Sequential (recommended for most use cases):
A sequential scan is used to systematically work through a list of customer-provided targets (a scope) and provide a map of the discovered environment. This approach scans each discovered device using the credentials provided in the scan job configuration (keychains).
It returns accurate information about the target systems and the applications like Web Servers, Application Servers, and Database Servers running on them.
Application:
An application scan is used to identify and map all the components in an application when only a single entry point is known. This approach uses credentials to connect to a single server (seed) and by identifying the network communications of key applications (databases, web servers, etc.) running on the server, automatically expands the discovery scope to other servers.
Neighborhood:
A neighborhood scan is used to identify and map all servers that are communicating with a single server. Similar to an application scan, this approach uses credentials to connect to a single server (seed) and automatically expands the discovery to other servers in the environment, based on all the network communications of the seed server.
Credential-less:
A Credential-less discovery scans the IP addresses or hostnames in a network without using any credentials to access these targets.
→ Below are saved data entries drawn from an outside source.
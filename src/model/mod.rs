//! Pose models.
//!
//! The pose model is an injected capability. This module defines the trait the pump
//! calls, the keypoint types it returns, a smoothing wrapper, and the backends that
//! ship with the crate:
//! - `synthetic`: built-in moving figure (default when no model file is configured)
//! - `scripted`: replays canned results and faults
//! - `tract`: MoveNet ONNX via tract (feature: backend-tract)

mod backend;
pub mod backends;
mod result;
mod smoothing;

use anyhow::{anyhow, Result};
use std::path::PathBuf;

pub use backend::{ModelConfig, ModelVariant, PoseFault, PoseModel};
pub use backends::{ModelProbe, ScriptedPoseModel, SyntheticPoseModel};
#[cfg(feature = "backend-tract")]
pub use backends::TractPoseModel;
pub use result::{Keypoint, Pose, COCO_KEYPOINTS};
pub use smoothing::{Smoothed, DEFAULT_SMOOTHING_ALPHA};

/// Which inference backend a configuration resolves to.
#[derive(Clone, Debug, PartialEq, Eq)]
pub enum ModelBackend {
    Synthetic,
    Tract(PathBuf),
}

/// Resolve and check the inference backend for a configuration.
///
/// Fails when the configured model file is unreadable or the backend was not
/// compiled in.
pub fn init_backend(cfg: &ModelConfig) -> Result<ModelBackend> {
    let Some(path) = cfg.model_path.as_ref() else {
        return Ok(ModelBackend::Synthetic);
    };
    let meta = std::fs::metadata(path)
        .map_err(|e| anyhow!("model file {} unreadable: {}", path.display(), e))?;
    if !meta.is_file() {
        return Err(anyhow!("model path {} is not a file", path.display()));
    }
    if cfg!(feature = "backend-tract") {
        Ok(ModelBackend::Tract(path.clone()))
    } else {
        Err(anyhow!(
            "model file {} requires the backend-tract feature",
            path.display()
        ))
    }
}

/// Construct the model for a resolved backend, wrapped in smoothing when enabled.
pub fn create_model(cfg: &ModelConfig, backend: &ModelBackend) -> Result<Box<dyn PoseModel>> {
    let model: Box<dyn PoseModel> = match backend {
        ModelBackend::Synthetic => Box::new(SyntheticPoseModel::new()),
        #[cfg(feature = "backend-tract")]
        ModelBackend::Tract(path) => Box::new(TractPoseModel::new(path, cfg.variant)?),
        #[cfg(not(feature = "backend-tract"))]
        ModelBackend::Tract(path) => {
            return Err(anyhow!(
                "model file {} requires the backend-tract feature",
                path.display()
            ))
        }
    };
    if cfg.enable_smoothing {
        Ok(Box::new(Smoothed::new(model)))
    } else {
        Ok(model)
    }
}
The process identifies live devices in the network and, where possible, attempts to identify their operating systems. It generates a list of responding targets but does not create a model of the environment.
Note: Using Application or Neighborhood discovery can result in significant growth in the discovery due to the way this approach traverses network connections. It is highly recommended to use the "Boundaries" component of a scan job to ensure scanning does not traverse outside the desired network.